-- TASK DATA follows --
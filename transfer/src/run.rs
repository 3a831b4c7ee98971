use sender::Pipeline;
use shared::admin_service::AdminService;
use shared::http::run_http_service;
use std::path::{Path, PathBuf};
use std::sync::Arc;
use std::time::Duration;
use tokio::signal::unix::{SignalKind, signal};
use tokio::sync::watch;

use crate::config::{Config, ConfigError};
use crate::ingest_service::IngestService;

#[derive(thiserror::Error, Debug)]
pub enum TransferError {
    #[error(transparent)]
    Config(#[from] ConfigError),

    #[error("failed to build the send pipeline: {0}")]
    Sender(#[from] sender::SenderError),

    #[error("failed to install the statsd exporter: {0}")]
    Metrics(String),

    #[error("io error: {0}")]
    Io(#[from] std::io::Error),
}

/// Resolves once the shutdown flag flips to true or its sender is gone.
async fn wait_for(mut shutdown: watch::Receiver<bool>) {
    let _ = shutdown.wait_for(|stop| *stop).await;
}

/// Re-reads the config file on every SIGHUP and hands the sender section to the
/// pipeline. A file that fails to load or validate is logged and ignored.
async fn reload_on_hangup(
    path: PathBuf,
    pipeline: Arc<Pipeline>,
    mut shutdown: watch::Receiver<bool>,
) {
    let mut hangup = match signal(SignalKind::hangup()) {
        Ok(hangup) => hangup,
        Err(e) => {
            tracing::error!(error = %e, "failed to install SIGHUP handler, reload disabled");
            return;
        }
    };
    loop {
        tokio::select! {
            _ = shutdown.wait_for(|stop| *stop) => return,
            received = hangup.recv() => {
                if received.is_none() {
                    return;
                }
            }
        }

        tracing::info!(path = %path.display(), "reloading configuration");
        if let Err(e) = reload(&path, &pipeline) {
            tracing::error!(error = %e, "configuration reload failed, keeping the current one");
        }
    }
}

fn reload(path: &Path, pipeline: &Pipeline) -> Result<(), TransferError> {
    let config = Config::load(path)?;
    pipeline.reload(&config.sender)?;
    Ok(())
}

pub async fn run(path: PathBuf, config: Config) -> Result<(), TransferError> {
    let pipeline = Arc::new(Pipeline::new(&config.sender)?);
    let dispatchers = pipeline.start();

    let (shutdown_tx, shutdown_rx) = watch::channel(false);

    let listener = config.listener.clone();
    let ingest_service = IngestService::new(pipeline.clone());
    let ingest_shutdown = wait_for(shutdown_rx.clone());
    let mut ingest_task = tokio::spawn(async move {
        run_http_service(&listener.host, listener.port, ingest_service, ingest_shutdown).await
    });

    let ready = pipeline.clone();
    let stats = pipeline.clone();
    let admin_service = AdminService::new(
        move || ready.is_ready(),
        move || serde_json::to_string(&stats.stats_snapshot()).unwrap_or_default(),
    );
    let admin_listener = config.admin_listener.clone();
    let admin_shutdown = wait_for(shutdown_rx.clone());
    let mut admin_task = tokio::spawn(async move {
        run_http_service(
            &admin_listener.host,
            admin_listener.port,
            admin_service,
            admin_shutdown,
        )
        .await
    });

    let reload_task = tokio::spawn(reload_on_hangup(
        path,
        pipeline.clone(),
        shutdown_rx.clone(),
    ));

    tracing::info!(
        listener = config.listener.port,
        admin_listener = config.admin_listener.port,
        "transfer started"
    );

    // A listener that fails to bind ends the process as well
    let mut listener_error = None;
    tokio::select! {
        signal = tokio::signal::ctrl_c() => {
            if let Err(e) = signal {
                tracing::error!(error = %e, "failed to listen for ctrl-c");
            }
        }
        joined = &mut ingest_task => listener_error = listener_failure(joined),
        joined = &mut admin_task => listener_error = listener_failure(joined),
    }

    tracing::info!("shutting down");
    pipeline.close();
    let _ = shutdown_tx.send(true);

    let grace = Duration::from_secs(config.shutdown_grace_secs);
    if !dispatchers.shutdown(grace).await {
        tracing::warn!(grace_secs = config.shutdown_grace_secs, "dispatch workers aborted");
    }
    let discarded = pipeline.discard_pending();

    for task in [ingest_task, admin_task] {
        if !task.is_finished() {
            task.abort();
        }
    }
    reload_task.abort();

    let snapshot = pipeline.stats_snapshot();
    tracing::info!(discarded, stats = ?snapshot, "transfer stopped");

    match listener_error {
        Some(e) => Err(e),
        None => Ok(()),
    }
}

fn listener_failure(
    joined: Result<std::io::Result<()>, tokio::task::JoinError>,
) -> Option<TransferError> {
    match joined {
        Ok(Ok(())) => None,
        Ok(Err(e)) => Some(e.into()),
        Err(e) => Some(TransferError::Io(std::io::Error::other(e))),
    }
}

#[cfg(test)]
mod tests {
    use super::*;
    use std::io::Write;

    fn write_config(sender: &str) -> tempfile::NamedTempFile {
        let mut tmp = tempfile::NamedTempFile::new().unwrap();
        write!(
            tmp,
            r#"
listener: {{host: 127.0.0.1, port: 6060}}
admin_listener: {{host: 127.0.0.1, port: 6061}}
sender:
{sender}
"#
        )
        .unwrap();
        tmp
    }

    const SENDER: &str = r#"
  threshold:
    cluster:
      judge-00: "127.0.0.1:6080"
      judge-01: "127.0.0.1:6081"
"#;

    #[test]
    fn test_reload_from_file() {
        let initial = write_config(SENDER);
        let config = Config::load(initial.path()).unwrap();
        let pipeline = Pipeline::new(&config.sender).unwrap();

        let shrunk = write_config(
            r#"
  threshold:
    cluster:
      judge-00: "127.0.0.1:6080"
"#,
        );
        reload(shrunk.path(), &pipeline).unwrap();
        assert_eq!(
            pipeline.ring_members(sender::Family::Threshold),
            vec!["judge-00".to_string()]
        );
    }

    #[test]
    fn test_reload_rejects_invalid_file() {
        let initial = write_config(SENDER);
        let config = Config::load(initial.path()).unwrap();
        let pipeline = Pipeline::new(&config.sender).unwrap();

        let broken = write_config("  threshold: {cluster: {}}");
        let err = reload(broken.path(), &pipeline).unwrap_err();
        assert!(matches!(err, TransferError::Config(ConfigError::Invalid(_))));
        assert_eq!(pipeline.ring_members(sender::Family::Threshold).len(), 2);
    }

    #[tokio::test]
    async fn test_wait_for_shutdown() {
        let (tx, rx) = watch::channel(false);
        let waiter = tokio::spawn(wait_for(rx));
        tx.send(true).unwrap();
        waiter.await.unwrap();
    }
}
-- TASK DATA concluded --
-- TASK DATA follows --
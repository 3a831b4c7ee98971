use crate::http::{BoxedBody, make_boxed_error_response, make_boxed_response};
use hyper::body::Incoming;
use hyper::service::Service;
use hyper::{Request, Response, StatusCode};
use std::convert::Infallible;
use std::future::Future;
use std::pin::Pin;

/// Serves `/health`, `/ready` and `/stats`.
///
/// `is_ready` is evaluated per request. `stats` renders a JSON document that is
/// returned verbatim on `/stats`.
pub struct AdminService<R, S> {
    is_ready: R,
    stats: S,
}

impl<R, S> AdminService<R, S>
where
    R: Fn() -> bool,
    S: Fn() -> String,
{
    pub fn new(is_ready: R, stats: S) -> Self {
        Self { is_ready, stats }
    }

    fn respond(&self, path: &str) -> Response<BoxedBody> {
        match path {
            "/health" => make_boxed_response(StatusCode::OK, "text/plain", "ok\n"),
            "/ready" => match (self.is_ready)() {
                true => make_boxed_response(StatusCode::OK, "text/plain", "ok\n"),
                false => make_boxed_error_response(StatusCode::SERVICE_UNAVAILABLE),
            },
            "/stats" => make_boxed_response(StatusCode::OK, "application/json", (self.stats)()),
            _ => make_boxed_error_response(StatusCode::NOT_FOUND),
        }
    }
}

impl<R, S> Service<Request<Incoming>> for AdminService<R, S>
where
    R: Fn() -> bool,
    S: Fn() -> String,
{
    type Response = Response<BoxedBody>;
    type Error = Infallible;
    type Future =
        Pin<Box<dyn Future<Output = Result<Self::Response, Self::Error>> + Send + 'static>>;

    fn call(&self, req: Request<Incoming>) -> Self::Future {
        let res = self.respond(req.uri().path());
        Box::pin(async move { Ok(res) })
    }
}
-- TASK DATA concluded --
**INSTRUCTIONS TO FOLLOW**
Show each line in the listing above that has "Incoming".

**ANSWER BOX**
use hyper::body::Incoming;
impl<R, S> Service<Request<Incoming>> for AdminService<R, S>
    fn call(&self, req: Request<Incoming>) -> Self::Future {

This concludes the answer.